Salt and Sugar Cravings: What you can do to control them

When was the last time you craved something sweet?  How about salty?  Trying to stay good all the time certainly comes with its own downfalls, and cravings can be especially strong when you are restricting certain things from your diet.  So while you may be convinced that your body actually needs something because you are craving it, that may not be the case at all.  This week’s blog is about curbing those cravings with healthy choices.

Why do we crave salt?

There is salt in everything.  We get so used to having a lot of salt in our diet that when we cut back we go into a salt-shock.  We also may crave salt if we feel exhausted or stressed or if our bodies are craving natural salt minerals that you don’t normally see in table salt. High blood pressure and diabetes have even been linked to cravings for salt.

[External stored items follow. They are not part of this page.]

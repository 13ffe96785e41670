//! OpenAI Chat Completions client
//!
//! Sends the rendered prompt as a single user message. One attempt per call.

use async_trait::async_trait;
use reqwest::Client;
use serde::Deserialize;
use std::time::Duration;
use tracing::debug;

use super::{GenerateRequest, GenerateResponse, LlmClient, LlmError, StopReason, TokenUsage};
use crate::config::LlmConfig;

/// OpenAI API client
pub struct OpenAIClient {
    model: String,
    api_key: String,
    base_url: String,
    http: Client,
}

impl OpenAIClient {
    /// Create a new client from configuration
    pub fn from_config(config: &LlmConfig) -> Result<Self, LlmError> {
        debug!(model = %config.model, base_url = %config.base_url, "from_config: called");
        let api_key = config.get_api_key().map_err(|e| LlmError::Config(e.to_string()))?;

        let http = Client::builder()
            .timeout(Duration::from_millis(config.timeout_ms))
            .build()
            .map_err(LlmError::Network)?;

        Ok(Self {
            model: config.model.clone(),
            api_key,
            base_url: config.base_url.trim_end_matches('/').to_string(),
            http,
        })
    }

    /// Build the request body for the OpenAI API
    fn build_request_body(&self, request: &GenerateRequest) -> serde_json::Value {
        debug!(%self.model, %request.max_tokens, "build_request_body: called");

        let mut body = serde_json::json!({
            "model": self.model,
            "messages": [
                { "role": "user", "content": request.prompt }
            ],
            "temperature": request.temperature,
            "top_p": request.top_p,
        });

        // GPT-5.x and o1/o3 models use max_completion_tokens instead of max_tokens
        let uses_completion_tokens =
            self.model.starts_with("gpt-5") || self.model.starts_with("o1") || self.model.starts_with("o3");

        if uses_completion_tokens {
            body["max_completion_tokens"] = serde_json::json!(request.max_tokens);
        } else {
            body["max_tokens"] = serde_json::json!(request.max_tokens);
        }

        body
    }

    /// Parse the OpenAI API response
    fn parse_response(&self, api_response: OpenAIResponse) -> Result<GenerateResponse, LlmError> {
        debug!(choice_count = api_response.choices.len(), "parse_response: called");
        let choice = api_response
            .choices
            .into_iter()
            .next()
            .ok_or_else(|| LlmError::InvalidResponse("response contained no choices".to_string()))?;

        let usage = api_response.usage.unwrap_or_default();
        Ok(GenerateResponse {
            text: choice.message.content.unwrap_or_default().trim().to_string(),
            stop_reason: StopReason::from_openai(choice.finish_reason.as_deref()),
            usage: TokenUsage {
                input_tokens: usage.prompt_tokens,
                output_tokens: usage.completion_tokens,
            },
        })
    }
}

#[async_trait]
impl LlmClient for OpenAIClient {
    async fn generate(&self, request: GenerateRequest) -> Result<GenerateResponse, LlmError> {
        debug!(%self.model, %request.max_tokens, "generate: called");
        let url = format!("{}/v1/chat/completions", self.base_url);
        let body = self.build_request_body(&request);

        let response = self
            .http
            .post(url)
            .header("Authorization", format!("Bearer {}", self.api_key))
            .header("content-type", "application/json")
            .json(&body)
            .send()
            .await?;

        let status = response.status().as_u16();

        if status == 429 {
            debug!("generate: rate limited (429)");
            let retry_after = response
                .headers()
                .get("retry-after")
                .and_then(|v| v.to_str().ok())
                .and_then(|s| s.parse::<u64>().ok())
                .unwrap_or(60);

            return Err(LlmError::RateLimited {
                retry_after: Duration::from_secs(retry_after),
            });
        }

        if !response.status().is_success() {
            debug!(%status, "generate: API error");
            let text = response.text().await.unwrap_or_default();
            return Err(LlmError::ApiError { status, message: text });
        }

        let api_response: OpenAIResponse = response
            .json()
            .await
            .map_err(|e| LlmError::InvalidResponse(e.to_string()))?;

        let parsed = self.parse_response(api_response)?;
        debug!(
            input_tokens = parsed.usage.input_tokens,
            output_tokens = parsed.usage.output_tokens,
            "generate: received response"
        );
        Ok(parsed)
    }
}

#[derive(Debug, Deserialize)]
struct OpenAIResponse {
    choices: Vec<OpenAIChoice>,
    usage: Option<OpenAIUsage>,
}

#[derive(Debug, Deserialize)]
struct OpenAIChoice {
    message: OpenAIMessage,
    finish_reason: Option<String>,
}

#[derive(Debug, Deserialize)]
struct OpenAIMessage {
    content: Option<String>,
}

#[derive(Debug, Default, Deserialize)]
struct OpenAIUsage {
    #[serde(default)]
    prompt_tokens: u64,
    #[serde(default)]
    completion_tokens: u64,
}

#[cfg(test)]
mod tests {
    use super::*;
    use crate::llm::GenerationParams;

    fn client(model: &str) -> OpenAIClient {
        OpenAIClient {
            model: model.to_string(),
            api_key: "sk-test".to_string(),
            base_url: "https://api.openai.com".to_string(),
            http: Client::new(),
        }
    }

    #[test]
    fn test_build_request_body_uses_max_tokens() {
        let body = client("gpt-4o-mini").build_request_body(&GenerateRequest::new("hi", &GenerationParams::default()));

        assert_eq!(body["model"], "gpt-4o-mini");
        assert_eq!(body["max_tokens"], 256);
        assert!(body.get("max_completion_tokens").is_none());
        assert_eq!(body["messages"][0]["content"], "hi");
    }

    #[test]
    fn test_build_request_body_uses_max_completion_tokens() {
        let body = client("o3-mini").build_request_body(&GenerateRequest::new("hi", &GenerationParams::default()));

        assert_eq!(body["max_completion_tokens"], 256);
        assert!(body.get("max_tokens").is_none());
    }

    #[test]
    fn test_parse_response() {
        let raw = serde_json::json!({
            "choices": [
                { "message": { "role": "assistant", "content": " {\"next_action\":\"finish\"} " }, "finish_reason": "stop" }
            ],
            "usage": { "prompt_tokens": 30, "completion_tokens": 9 }
        });
        let parsed = client("gpt-4o")
            .parse_response(serde_json::from_value(raw).unwrap())
            .unwrap();

        assert_eq!(parsed.text, "{\"next_action\":\"finish\"}");
        assert_eq!(parsed.usage.input_tokens, 30);
    }

    #[test]
    fn test_parse_response_without_choices_is_error() {
        let raw = serde_json::json!({ "choices": [] });
        let result = client("gpt-4o").parse_response(serde_json::from_value(raw).unwrap());
        assert!(matches!(result, Err(LlmError::InvalidResponse(_))));
    }
}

How to curb salt cravings?

If you are craving salt because you are now going through salt-withdrawals then cutting back slowly may be the answer.  Using herbs and spices to flavor your food as substitutions may be the best thing for you to do in your situation.

Try the low-salt versions obviously, and make sure to read your labels.  The recommended amount of salt per day is 2500 mg a day.  This may seem like a lot but it adds up fast.

If you are craving salt because you are stressed or exhausted you it may be that you are low in vitamin C and potassium.

Vitamin C foods to load up on include tomatoes, peppers, potatoes, kiwi, and broccoli.

Potassium-rich foods include bananas, avacados, orange juice, salmon, broccoli and spinach.

Why do we crave sugar?

It’s 3:00 again and a piece of candy is just the thing we need to get over our little hump to make it through the extra mile at work.  This low blood-sugar reaction may be due to a decrease in serotonin in our bodies.  If you are on a low-fat and high carb diet, you may feel these affects even more.  Your body signals to your brain that you need more glucose and this causes a craving for sugar.

How to curb sugar cravings

By simply eating a variety of food to keep your blood glucose stable you will be able to curb your sugar cravings.  A well-balanced diet of protein, fiber, complex carbs, and fat will allow insulin to store energy properly and glucagon to distribute glucose in your blood stream.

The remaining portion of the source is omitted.